**Task description:** Set down the entries once more, exactly as they are written.

Saved data entries:
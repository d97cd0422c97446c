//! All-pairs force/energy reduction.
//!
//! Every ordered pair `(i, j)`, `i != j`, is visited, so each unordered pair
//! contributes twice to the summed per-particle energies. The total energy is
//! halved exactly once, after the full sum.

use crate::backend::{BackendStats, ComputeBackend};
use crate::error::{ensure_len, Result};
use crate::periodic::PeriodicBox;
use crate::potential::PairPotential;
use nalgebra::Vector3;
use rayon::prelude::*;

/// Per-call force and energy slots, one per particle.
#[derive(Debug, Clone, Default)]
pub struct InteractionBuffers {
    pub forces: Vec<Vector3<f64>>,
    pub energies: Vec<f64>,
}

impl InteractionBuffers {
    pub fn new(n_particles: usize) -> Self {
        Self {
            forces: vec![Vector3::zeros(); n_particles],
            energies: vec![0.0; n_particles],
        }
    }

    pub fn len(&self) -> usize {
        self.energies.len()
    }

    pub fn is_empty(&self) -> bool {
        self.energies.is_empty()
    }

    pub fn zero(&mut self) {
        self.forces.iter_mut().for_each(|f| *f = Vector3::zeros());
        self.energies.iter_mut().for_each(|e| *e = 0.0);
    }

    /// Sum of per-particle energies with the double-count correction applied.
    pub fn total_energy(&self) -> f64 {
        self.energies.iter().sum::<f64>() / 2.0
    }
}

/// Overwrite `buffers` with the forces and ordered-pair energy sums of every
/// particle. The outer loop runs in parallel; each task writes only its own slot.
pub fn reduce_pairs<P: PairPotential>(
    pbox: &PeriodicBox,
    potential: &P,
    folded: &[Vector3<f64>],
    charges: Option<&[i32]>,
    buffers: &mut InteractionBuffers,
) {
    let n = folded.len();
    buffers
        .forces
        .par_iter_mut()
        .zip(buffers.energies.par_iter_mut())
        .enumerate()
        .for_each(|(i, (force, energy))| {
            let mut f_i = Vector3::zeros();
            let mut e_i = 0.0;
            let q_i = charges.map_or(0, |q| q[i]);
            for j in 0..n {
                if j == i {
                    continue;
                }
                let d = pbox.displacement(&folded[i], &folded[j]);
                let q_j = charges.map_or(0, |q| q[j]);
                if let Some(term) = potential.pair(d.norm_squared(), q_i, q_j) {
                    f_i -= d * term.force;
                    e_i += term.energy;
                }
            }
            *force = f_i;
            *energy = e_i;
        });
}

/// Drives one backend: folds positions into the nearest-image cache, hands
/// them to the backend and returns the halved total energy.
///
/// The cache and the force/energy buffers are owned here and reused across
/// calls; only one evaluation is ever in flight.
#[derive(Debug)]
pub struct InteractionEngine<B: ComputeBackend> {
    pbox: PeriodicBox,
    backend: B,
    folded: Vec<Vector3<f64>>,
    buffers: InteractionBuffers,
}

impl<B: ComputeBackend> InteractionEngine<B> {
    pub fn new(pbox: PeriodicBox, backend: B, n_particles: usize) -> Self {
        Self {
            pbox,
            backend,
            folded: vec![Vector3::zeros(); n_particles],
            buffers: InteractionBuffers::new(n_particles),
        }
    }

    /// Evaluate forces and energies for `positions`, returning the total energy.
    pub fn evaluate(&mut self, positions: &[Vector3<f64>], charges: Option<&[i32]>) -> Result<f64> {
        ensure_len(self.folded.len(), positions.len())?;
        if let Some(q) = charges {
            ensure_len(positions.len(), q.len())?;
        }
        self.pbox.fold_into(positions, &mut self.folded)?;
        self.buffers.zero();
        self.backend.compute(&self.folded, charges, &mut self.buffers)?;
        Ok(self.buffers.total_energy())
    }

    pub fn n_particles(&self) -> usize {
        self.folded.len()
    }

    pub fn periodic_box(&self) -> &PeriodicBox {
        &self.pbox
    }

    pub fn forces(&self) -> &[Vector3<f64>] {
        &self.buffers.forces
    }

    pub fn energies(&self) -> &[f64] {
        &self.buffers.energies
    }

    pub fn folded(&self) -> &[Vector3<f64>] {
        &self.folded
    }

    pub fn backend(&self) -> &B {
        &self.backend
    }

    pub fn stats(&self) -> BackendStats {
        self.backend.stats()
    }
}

**Result below:**
repository d97cd0422c97446c
//! All-pairs force/energy reduction.
//!
//! Every ordered pair `(i, j)`, `i != j`, is visited, so each unordered pair
//! contributes twice to the summed per-particle energies. The total energy is
//! halved exactly once, after the full sum.

use crate::backend::{BackendStats, ComputeBackend};
use crate::error::{ensure_len, Result};
use crate::periodic::PeriodicBox;
use crate::potential::PairPotential;
use nalgebra::Vector3;
use rayon::prelude::*;

/// Per-call force and energy slots, one per particle.
#[derive(Debug, Clone, Default)]
pub struct InteractionBuffers {
    pub forces: Vec<Vector3<f64>>,
    pub energies: Vec<f64>,
}

impl InteractionBuffers {
    pub fn new(n_particles: usize) -> Self {
        Self {
            forces: vec![Vector3::zeros(); n_particles],
            energies: vec![0.0; n_particles],
        }
    }

    pub fn len(&self) -> usize {
        self.energies.len()
    }

    pub fn is_empty(&self) -> bool {
        self.energies.is_empty()
    }

    pub fn zero(&mut self) {
        self.forces.iter_mut().for_each(|f| *f = Vector3::zeros());
        self.energies.iter_mut().for_each(|e| *e = 0.0);
    }

    /// Sum of per-particle energies with the double-count correction applied.
    pub fn total_energy(&self) -> f64 {
        self.energies.iter().sum::<f64>() / 2.0
    }
}

/// Overwrite `buffers` with the forces and ordered-pair energy sums of every
/// particle. The outer loop runs in parallel; each task writes only its own slot.
pub fn reduce_pairs<P: PairPotential>(
    pbox: &PeriodicBox,
    potential: &P,
    folded: &[Vector3<f64>],
    charges: Option<&[i32]>,
    buffers: &mut InteractionBuffers,
) {
    let n = folded.len();
    buffers
        .forces
        .par_iter_mut()
        .zip(buffers.energies.par_iter_mut())
        .enumerate()
        .for_each(|(i, (force, energy))| {
            let mut f_i = Vector3::zeros();
            let mut e_i = 0.0;
            let q_i = charges.map_or(0, |q| q[i]);
            for j in 0..n {
                if j == i {
                    continue;
                }
                let d = pbox.displacement(&folded[i], &folded[j]);
                let q_j = charges.map_or(0, |q| q[j]);
                if let Some(term) = potential.pair(d.norm_squared(), q_i, q_j) {
                    f_i -= d * term.force;
                    e_i += term.energy;
                }
            }
            *force = f_i;
            *energy = e_i;
        });
}

/// Drives one backend: folds positions into the nearest-image cache, hands
/// them to the backend and returns the halved total energy.
///
/// The cache and the force/energy buffers are owned here and reused across
/// calls; only one evaluation is ever in flight.
#[derive(Debug)]
pub struct InteractionEngine<B: ComputeBackend> {
    pbox: PeriodicBox,
    backend: B,
    folded: Vec<Vector3<f64>>,
    buffers: InteractionBuffers,
}

impl<B: ComputeBackend> InteractionEngine<B> {
    pub fn new(pbox: PeriodicBox, backend: B, n_particles: usize) -> Self {
        Self {
            pbox,
            backend,
            folded: vec![Vector3::zeros(); n_particles],
            buffers: InteractionBuffers::new(n_particles),
        }
    }

    /// Evaluate forces and energies for `positions`, returning the total energy.
    pub fn evaluate(&mut self, positions: &[Vector3<f64>], charges: Option<&[i32]>) -> Result<f64> {
        ensure_len(self.folded.len(), positions.len())?;
        if let Some(q) = charges {
            ensure_len(positions.len(), q.len())?;
        }
        self.pbox.fold_into(positions, &mut self.folded)?;
        self.buffers.zero();
        self.backend.compute(&self.folded, charges, &mut self.buffers)?;
        Ok(self.buffers.total_energy())
    }

    pub fn n_particles(&self) -> usize {
        self.folded.len()
    }

    pub fn periodic_box(&self) -> &PeriodicBox {
        &self.pbox
    }

    pub fn forces(&self) -> &[Vector3<f64>] {
        &self.buffers.forces
    }

    pub fn energies(&self) -> &[f64] {
        &self.buffers.energies
    }

    pub fn folded(&self) -> &[Vector3<f64>] {
        &self.folded
    }

    pub fn backend(&self) -> &B {
        &self.backend
    }

    pub fn stats(&self) -> BackendStats {
        self.backend.stats()
    }
}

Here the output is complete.